Protium is the main isotope present in the element hydrogen.
The next most common isotope is called deuterium. Its nucleus contains one proton and one neutron, so it has a mass of about 2 amu. It makes up less than two hundredths of a percent of the population of hydrogen atoms.
The last isotope is called tritium and it has, as you may guess, still only one proton, but it contains two neutrons in its nucleus, giving it a mass of 3 amu. There is very little tritium that exists, and it's very unstable.
So, if I were to ask you what the mass of a hydrogen atom is, you would need to know which isotope I was talking about - protium, deuterium or tritium.
Remember that these three isotopes are all chemically the same, just like our three different types of apples are all just apples. They're all still hydrogen, and they will all react the same way. For example, you may know that water (H2O) is made up of two hydrogen atoms and one oxygen atom. What you may not know is that although most of the water you drink contains the protium isotope of hydrogen, there are a few molecules in your glass that will contain the 'heavier' deuterium isotope. Does this matter? Not really. Our bodies contain a small percentage of 'heavy' water, and we are okay. We wouldn't want to make a practice of drinking 100% 'heavy' water on a daily basis, though. This special 'heavy' water is used in some nuclear reactors and some scientific laboratories.
Although water contains two hydrogen isotopes, there is only a small amount of deuterium.
Now, I'd like to focus your attention to the periodic table, more specifically, the hydrogen block at the top left corner. See that little number below the chemical symbol? That is called the average atomic mass (or the atomic weight). Remember the units for atomic mass are amu (or atomic mass units). So, which isotope's mass are we seeing? Protium, deuterium or tritium? The answer is all of them.
The atomic weight on the periodic table is calculated based on the relative abundances of each isotope of that element. It is really a weighted average of all the naturally occurring isotopes. So, because most of the hydrogen has a mass of 1 amu, the atomic weight on the periodic table is going to be very close to 1; however, because there is a teeny bit of heavier hydrogen isotopes, the weight represented will be slightly higher than 1 or 1.0079 amu.
Another example is lithium. There are two major isotopes of lithium: lithium-6, which has three protons and three neutrons and lithium-7, which has three protons and four neutrons. According to the periodic table, the atomic weight is 6.941 amu. Based on this, which isotope do you think is most common? Lithium-6 or lithium-7? Because the number 6.941 is much closer to 7, there is likely to be much more lithium-7 that exists in nature. Keep in mind, just like the apples and the hydrogen atoms, both of these lithium isotopes will have similar behaviors. Their only difference is their mass.

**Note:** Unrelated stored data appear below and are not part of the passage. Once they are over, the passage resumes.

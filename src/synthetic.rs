//! Synthetic fallback graph
//!
//! Used whenever the graph source is unconfigured, unreachable or empty:
//! twelve fixed regions with four nodes each, placed around the region
//! centroid and fully connected within their region.

use rand::Rng;

use crate::model::{GraphSnapshot, Neuron, Region, Synapse, Vec3};
use crate::source::LoadedGraph;

struct RegionDef {
    id: &'static str,
    name: &'static str,
    center: [f32; 3],
    radius: f32,
    description: &'static str,
    labels: [&'static str; 4],
}

const REGIONS: [RegionDef; 12] = [
    RegionDef {
        id: "prefrontal",
        name: "Prefrontal Cortex",
        center: [0.0, 1.8, 2.2],
        radius: 1.2,
        description: "Planning, strategy",
        labels: ["Quarterly strategy", "Resource allocation", "Risk assessment", "Product priorities"],
    },
    RegionDef {
        id: "frontal",
        name: "Frontal Lobe",
        center: [0.0, 1.5, 1.0],
        radius: 1.4,
        description: "Execution, language",
        labels: ["Task delegation", "Agent coordination", "Workflow tuning", "Sprint planning"],
    },
    RegionDef {
        id: "temporal_left",
        name: "Left Temporal",
        center: [-2.0, -0.5, 0.0],
        radius: 1.1,
        description: "Language, communication",
        labels: ["Mail patterns", "Social content", "Technical docs", "Market messaging"],
    },
    RegionDef {
        id: "temporal_right",
        name: "Right Temporal",
        center: [2.0, -0.5, 0.0],
        radius: 1.1,
        description: "Patterns, analysis",
        labels: ["Revenue patterns", "Lead sources", "Churn signal", "Upsell timing"],
    },
    RegionDef {
        id: "parietal",
        name: "Parietal Lobe",
        center: [0.0, 1.6, -0.8],
        radius: 1.3,
        description: "Integration",
        labels: ["Cross-agent sync", "API map", "Event pipeline", "Data consistency"],
    },
    RegionDef {
        id: "occipital",
        name: "Occipital Lobe",
        center: [0.0, 0.5, -2.2],
        radius: 1.0,
        description: "Visualization",
        labels: ["Scene rendering", "Dashboard KPIs", "Graph view", "Report generator"],
    },
    RegionDef {
        id: "thalamus",
        name: "Thalamus",
        center: [0.0, 0.0, 0.0],
        radius: 0.6,
        description: "Signal router",
        labels: ["Task router", "Capability matcher", "Message bus", "Load balancer"],
    },
    RegionDef {
        id: "hippocampus",
        name: "Hippocampus",
        center: [0.0, -0.3, -0.3],
        radius: 0.5,
        description: "Memory",
        labels: ["Interaction history", "Deal patterns", "Performance log", "Knowledge index"],
    },
    RegionDef {
        id: "amygdala",
        name: "Amygdala",
        center: [0.0, -0.5, 0.3],
        radius: 0.4,
        description: "Risk assessment",
        labels: ["Deadline alerts", "Budget overrun", "Security threat", "Churn risk"],
    },
    RegionDef {
        id: "cerebellum",
        name: "Cerebellum",
        center: [0.0, -1.5, -2.0],
        radius: 1.2,
        description: "Optimization",
        labels: ["Query performance", "Cache tuning", "Token costs", "Prompt efficiency"],
    },
    RegionDef {
        id: "brainstem",
        name: "Brainstem",
        center: [0.0, -2.0, -1.0],
        radius: 0.5,
        description: "Infrastructure",
        labels: ["Database link", "CI runner", "DNS health", "Certificate monitor"],
    },
    RegionDef {
        id: "motor_cortex",
        name: "Motor Cortex",
        center: [0.0, 2.0, 0.0],
        radius: 1.0,
        description: "Actions",
        labels: ["API executor", "File deploy", "Migration runner", "Webhook dispatcher"],
    },
];

/// The twelve fixed regions
pub fn regions() -> Vec<Region> {
    REGIONS
        .iter()
        .map(|def| Region {
            id: def.id.to_string(),
            name: def.name.to_string(),
            center: Vec3::from(def.center),
            radius: def.radius,
            description: def.description.to_string(),
        })
        .collect()
}

/// Generate the fallback graph, every node clamped to `bounding_radius`
pub fn generate<R: Rng>(rng: &mut R, bounding_radius: f32) -> LoadedGraph {
    let mut neurons = Vec::with_capacity(REGIONS.len() * 4);

    for def in &REGIONS {
        let center = Vec3::from(def.center);
        let count = def.labels.len();
        for (i, label) in def.labels.iter().enumerate() {
            let azimuth = i as f32 / count as f32 * std::f32::consts::TAU + rng.gen_range(0.0..0.5);
            let elevation = rng.gen_range(-0.4..0.4f32);
            let d = 0.3 + rng.gen_range(0.0..1.0f32) * def.radius * 0.5;
            let offset = Vec3::new(
                d * azimuth.cos() * elevation.cos(),
                d * elevation.sin(),
                d * azimuth.sin() * elevation.cos(),
            );
            neurons.push(
                Neuron::new(format!("{}_{i}", def.id), (center + offset).clamp_to_radius(bounding_radius), def.id)
                    .with_label(*label),
            );
        }
    }

    let mut synapses = Vec::new();
    for (i, a) in neurons.iter().enumerate() {
        for b in &neurons[i + 1..] {
            if a.region == b.region {
                synapses.push(Synapse::new(a.id.clone(), b.id.clone(), rng.gen_range(0.2..0.5)));
            }
        }
    }

    LoadedGraph {
        regions: regions(),
        graph: GraphSnapshot::new(neurons, synapses),
    }
}
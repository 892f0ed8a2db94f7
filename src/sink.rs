//! Fire-and-forget event sink

use std::time::Duration;

use async_trait::async_trait;
use reqwest::Client;
use serde::Serialize;
use serde_json::Value;

use crate::error::SourceResult;

/// Notifications the session sends
#[derive(Debug, Clone, Copy, PartialEq, Eq, Serialize)]
#[serde(rename_all = "snake_case")]
pub enum SinkAction {
    Fire,
    Decay,
}

impl SinkAction {
    pub fn as_str(self) -> &'static str {
        match self {
            SinkAction::Fire => "fire",
            SinkAction::Decay => "decay",
        }
    }
}

#[async_trait]
pub trait EventSink: Send + Sync {
    async fn notify(&self, action: SinkAction, body: &Value) -> SourceResult<()>;
}

/// POSTs `?action=<name>` with a JSON body
pub struct RestSink {
    client: Client,
    url: String,
}

impl RestSink {
    pub fn new(url: impl Into<String>, timeout: Duration) -> SourceResult<Self> {
        Ok(Self {
            client: Client::builder().timeout(timeout).build()?,
            url: url.into(),
        })
    }
}

#[async_trait]
impl EventSink for RestSink {
    async fn notify(&self, action: SinkAction, body: &Value) -> SourceResult<()> {
        self.client
            .post(&self.url)
            .query(&[("action", action.as_str())])
            .json(body)
            .send()
            .await?
            .error_for_status()?;
        Ok(())
    }
}

/// Sink used when none is configured
pub struct NullSink;

#[async_trait]
impl EventSink for NullSink {
    async fn notify(&self, _action: SinkAction, _body: &Value) -> SourceResult<()> {
        Ok(())
    }
}

#[cfg(test)]
mod tests {
    use super::*;

    #[test]
    fn action_names() {
        assert_eq!(SinkAction::Fire.as_str(), "fire");
        assert_eq!(
            serde_json::to_string(&SinkAction::Decay).unwrap(),
            "\"decay\""
        );
    }

    #[tokio::test]
    async fn null_sink_accepts_everything() {
        assert!(NullSink.notify(SinkAction::Fire, &Value::Null).await.is_ok());
    }

    #[tokio::test]
    async fn unreachable_sink_reports_an_error() {
        let sink = RestSink::new("http://127.0.0.1:9/sink", Duration::from_millis(500)).unwrap();
        assert!(sink.notify(SinkAction::Decay, &serde_json::json!({})).await.is_err());
    }
}
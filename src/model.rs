//! Graph snapshot model
//!
//! Nodes ("neurons"), edges ("synapses"), static regions and display metrics.
//! A [`GraphSnapshot`] is the authoritative description of the graph at one
//! instant; renderable sets are derived from it and never the other way round.

use std::collections::{BTreeMap, HashMap, HashSet};
use std::ops::{Add, AddAssign, Mul, Sub};

use serde::{Deserialize, Serialize};

/// Stable node identifier (unique within a snapshot, stable across snapshots)
pub type NodeId = String;

/// Display metrics: last write wins, no other invariants
pub type Metrics = BTreeMap<String, f64>;

/// A point or direction in 3D space
#[derive(Debug, Clone, Copy, PartialEq, Default, Serialize, Deserialize)]
pub struct Vec3 {
    pub x: f32,
    pub y: f32,
    pub z: f32,
}

impl Vec3 {
    pub const ZERO: Vec3 = Vec3 {
        x: 0.0,
        y: 0.0,
        z: 0.0,
    };

    pub const fn new(x: f32, y: f32, z: f32) -> Self {
        Self { x, y, z }
    }

    pub fn length(self) -> f32 {
        (self.x * self.x + self.y * self.y + self.z * self.z).sqrt()
    }

    pub fn distance(self, other: Vec3) -> f32 {
        (self - other).length()
    }

    /// Linear interpolation toward `target` by factor `t`
    pub fn lerp(self, target: Vec3, t: f32) -> Vec3 {
        self + (target - self) * t
    }

    /// Sum of absolute components (used for drift accounting)
    pub fn manhattan(self) -> f32 {
        self.x.abs() + self.y.abs() + self.z.abs()
    }

    pub fn to_array(self) -> [f32; 3] {
        [self.x, self.y, self.z]
    }

    pub fn is_finite(self) -> bool {
        self.x.is_finite() && self.y.is_finite() && self.z.is_finite()
    }

    /// Clamp to a sphere of `radius` around the origin.
    ///
    /// Vectors farther than `radius` are scaled by `radius / distance`;
    /// everything else is returned unchanged. A vector with a NaN or
    /// infinite component maps to the origin.
    pub fn clamp_to_radius(self, radius: f32) -> Vec3 {
        if !self.is_finite() {
            return Vec3::ZERO;
        }
        let d = self.length();
        if d <= radius {
            return self;
        }
        if d.is_finite() {
            self * (radius / d)
        } else {
            // Squared components overflow; shrink before measuring
            let largest = self.x.abs().max(self.y.abs()).max(self.z.abs());
            (self * (1.0 / largest)).clamp_to_radius(radius)
        }
    }
}

impl From<[f32; 3]> for Vec3 {
    fn from(v: [f32; 3]) -> Self {
        Self::new(v[0], v[1], v[2])
    }
}

impl Add for Vec3 {
    type Output = Vec3;
    fn add(self, rhs: Vec3) -> Vec3 {
        Vec3::new(self.x + rhs.x, self.y + rhs.y, self.z + rhs.z)
    }
}

impl AddAssign for Vec3 {
    fn add_assign(&mut self, rhs: Vec3) {
        self.x += rhs.x;
        self.y += rhs.y;
        self.z += rhs.z;
    }
}

impl Sub for Vec3 {
    type Output = Vec3;
    fn sub(self, rhs: Vec3) -> Vec3 {
        Vec3::new(self.x - rhs.x, self.y - rhs.y, self.z - rhs.z)
    }
}

impl Mul<f32> for Vec3 {
    type Output = Vec3;
    fn mul(self, s: f32) -> Vec3 {
        Vec3::new(self.x * s, self.y * s, self.z * s)
    }
}

/// A graph vertex
#[derive(Debug, Clone, PartialEq, Serialize, Deserialize)]
pub struct Neuron {
    /// Unique identifier
    pub id: NodeId,

    /// Position in scene space
    pub position: Vec3,

    /// Region this node belongs to
    pub region: String,

    /// Activation in [0, 1], drives brightness and scale
    #[serde(default)]
    pub heat: f32,

    /// Optional human-readable label
    #[serde(default, skip_serializing_if = "Option::is_none")]
    pub label: Option<String>,
}

impl Neuron {
    pub fn new(id: impl Into<NodeId>, position: Vec3, region: impl Into<String>) -> Self {
        Self {
            id: id.into(),
            position,
            region: region.into(),
            heat: 0.0,
            label: None,
        }
    }

    pub fn with_heat(mut self, heat: f32) -> Self {
        self.heat = sanitize_unit(heat);
        self
    }

    pub fn with_label(mut self, label: impl Into<String>) -> Self {
        self.label = Some(label.into());
        self
    }
}

/// A weighted, directed relation between two nodes
#[derive(Debug, Clone, PartialEq, Serialize, Deserialize)]
pub struct Synapse {
    pub source: NodeId,
    pub target: NodeId,

    /// Connection strength, signed; magnitude roughly in [0, 1]
    pub weight: f32,

    /// Transient firing state
    #[serde(default)]
    pub active: bool,
}

impl Synapse {
    pub fn new(source: impl Into<NodeId>, target: impl Into<NodeId>, weight: f32) -> Self {
        Self {
            source: source.into(),
            target: target.into(),
            weight,
            active: false,
        }
    }

    pub fn with_active(mut self, active: bool) -> Self {
        self.active = active;
        self
    }

    /// Weight magnitude
    pub fn strength(&self) -> f32 {
        self.weight.abs()
    }

    pub fn touches(&self, node: &str) -> bool {
        self.source == node || self.target == node
    }

    /// The endpoint opposite `node`, if the synapse touches it
    pub fn other(&self, node: &str) -> Option<&str> {
        if self.source == node {
            Some(&self.target)
        } else if self.target == node {
            Some(&self.source)
        } else {
            None
        }
    }
}

/// A static named cluster with a centroid
#[derive(Debug, Clone, PartialEq, Serialize, Deserialize)]
pub struct Region {
    pub id: String,
    pub name: String,
    pub center: Vec3,
    pub radius: f32,
    #[serde(default)]
    pub description: String,
}

/// Complete graph state at one instant
#[derive(Debug, Clone, Default, PartialEq, Serialize, Deserialize)]
pub struct GraphSnapshot {
    pub neurons: Vec<Neuron>,
    pub synapses: Vec<Synapse>,
    #[serde(default)]
    pub metrics: Metrics,
}

impl GraphSnapshot {
    pub fn new(neurons: Vec<Neuron>, synapses: Vec<Synapse>) -> Self {
        Self {
            neurons,
            synapses,
            metrics: Metrics::new(),
        }
    }

    pub fn node_count(&self) -> usize {
        self.neurons.len()
    }

    pub fn edge_count(&self) -> usize {
        self.synapses.len()
    }

    /// Number of distinct regions referenced by nodes
    pub fn region_count(&self) -> usize {
        self.neurons
            .iter()
            .map(|n| n.region.as_str())
            .collect::<HashSet<_>>()
            .len()
    }

    pub fn neuron(&self, id: &str) -> Option<&Neuron> {
        self.neurons.iter().find(|n| n.id == id)
    }

    /// Neurons in snapshot order, skipping repeated IDs
    pub fn unique_neurons(&self) -> impl Iterator<Item = &Neuron> {
        let mut seen = HashSet::new();
        self.neurons.iter().filter(move |n| seen.insert(n.id.as_str()))
    }

    /// Map from node ID to its index in `neurons`, first occurrence wins
    pub fn index(&self) -> HashMap<&str, usize> {
        let mut index = HashMap::with_capacity(self.neurons.len());
        for (i, n) in self.neurons.iter().enumerate() {
            index.entry(n.id.as_str()).or_insert(i);
        }
        index
    }

    /// Clamp every node position in place
    pub fn clamp_positions(&mut self, radius: f32) {
        for n in &mut self.neurons {
            n.position = n.position.clamp_to_radius(radius);
        }
    }

    /// Average synapse weight, 0 for an edgeless graph
    pub fn connectivity(&self) -> f32 {
        if self.synapses.is_empty() {
            return 0.0;
        }
        self.synapses.iter().map(|s| s.weight).sum::<f32>() / self.synapses.len() as f32
    }
}

/// Clamp to [0, 1], mapping NaN to 0
pub fn sanitize_unit(v: f32) -> f32 {
    if v.is_nan() { 0.0 } else { v.clamp(0.0, 1.0) }
}

/// Map NaN and infinities to 0
pub fn finite_or_zero(v: f32) -> f32 {
    if v.is_finite() { v } else { 0.0 }
}

#[cfg(test)]
mod tests {
    use super::*;

    #[test]
    fn clamp_leaves_inside_points_alone() {
        let p = Vec3::new(1.0, 0.5, -0.5);
        assert_eq!(p.clamp_to_radius(2.7), p);
    }

    #[test]
    fn clamp_scales_outside_points_onto_the_sphere() {
        let p = Vec3::new(10.0, 0.0, 0.0).clamp_to_radius(2.7);
        assert!((p.x - 2.7).abs() < 1e-6);

        let q = Vec3::new(3.0, 4.0, 12.0).clamp_to_radius(2.7);
        assert!((q.length() - 2.7).abs() < 1e-5);
        // Direction is preserved
        assert!((q.x / q.z - 3.0 / 12.0).abs() < 1e-5);
    }

    #[test]
    fn clamp_maps_non_finite_points_to_the_origin() {
        assert_eq!(Vec3::new(f32::INFINITY, 0.0, 0.0).clamp_to_radius(2.7), Vec3::ZERO);
        assert_eq!(Vec3::new(0.0, f32::NAN, 1.0).clamp_to_radius(2.7), Vec3::ZERO);

        // Finite, but the squared length overflows
        let p = Vec3::new(3e38, -3e38, 0.0).clamp_to_radius(2.7);
        assert!((p.length() - 2.7).abs() < 1e-5);
        assert!((p.x + p.y).abs() < 1e-5);
    }

    #[test]
    fn lerp_moves_fraction_of_the_way() {
        let a = Vec3::ZERO;
        let b = Vec3::new(1.0, 2.0, 3.0);
        let c = a.lerp(b, 0.2);
        assert!((c.x - 0.2).abs() < 1e-6);
        assert!((c.z - 0.6).abs() < 1e-6);
    }

    #[test]
    fn synapse_other_endpoint() {
        let s = Synapse::new("a", "b", 0.5);
        assert_eq!(s.other("a"), Some("b"));
        assert_eq!(s.other("b"), Some("a"));
        assert_eq!(s.other("c"), None);
        assert!(s.touches("b"));
    }

    #[test]
    fn connectivity_is_average_weight() {
        let g = GraphSnapshot::new(
            vec![],
            vec![Synapse::new("a", "b", 0.2), Synapse::new("b", "c", 0.4)],
        );
        assert!((g.connectivity() - 0.3).abs() < 1e-6);
        assert_eq!(GraphSnapshot::default().connectivity(), 0.0);
    }

    #[test]
    fn region_count_counts_distinct_regions() {
        let g = GraphSnapshot::new(
            vec![
                Neuron::new("a", Vec3::ZERO, "r1"),
                Neuron::new("b", Vec3::ZERO, "r1"),
                Neuron::new("c", Vec3::ZERO, "r2"),
            ],
            vec![],
        );
        assert_eq!(g.region_count(), 2);
    }

    #[test]
    fn heat_is_sanitized() {
        assert_eq!(Neuron::new("a", Vec3::ZERO, "r").with_heat(3.0).heat, 1.0);
        assert_eq!(Neuron::new("a", Vec3::ZERO, "r").with_heat(f32::NAN).heat, 0.0);
    }
}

The atomic weight of an element includes the weight of all the isotopes.
Because most of our calculations will be dealing with the general population of atoms and not specific isotopes, we will be using this atomic weight value in most of the lessons in this course. So, it's important to know how it's calculated and what it really means. Also, keep in mind, each periodic table may look different from the next, so be sure to orient yourself before you start making calculations.
Isotopes are just variations of the same element; they have the same number of protons, and they will all react the same way. The only difference is they have different numbers of neutrons, which will make their masses different. The abundance of each type of isotope is taken into account when calculating the average atomic mass, or the atomic weight, which is found on the periodic table.
After watching this lesson, you should be able to recognize how isotopes are variations of the same element, and how that's taken into account when calculating the atomic mass.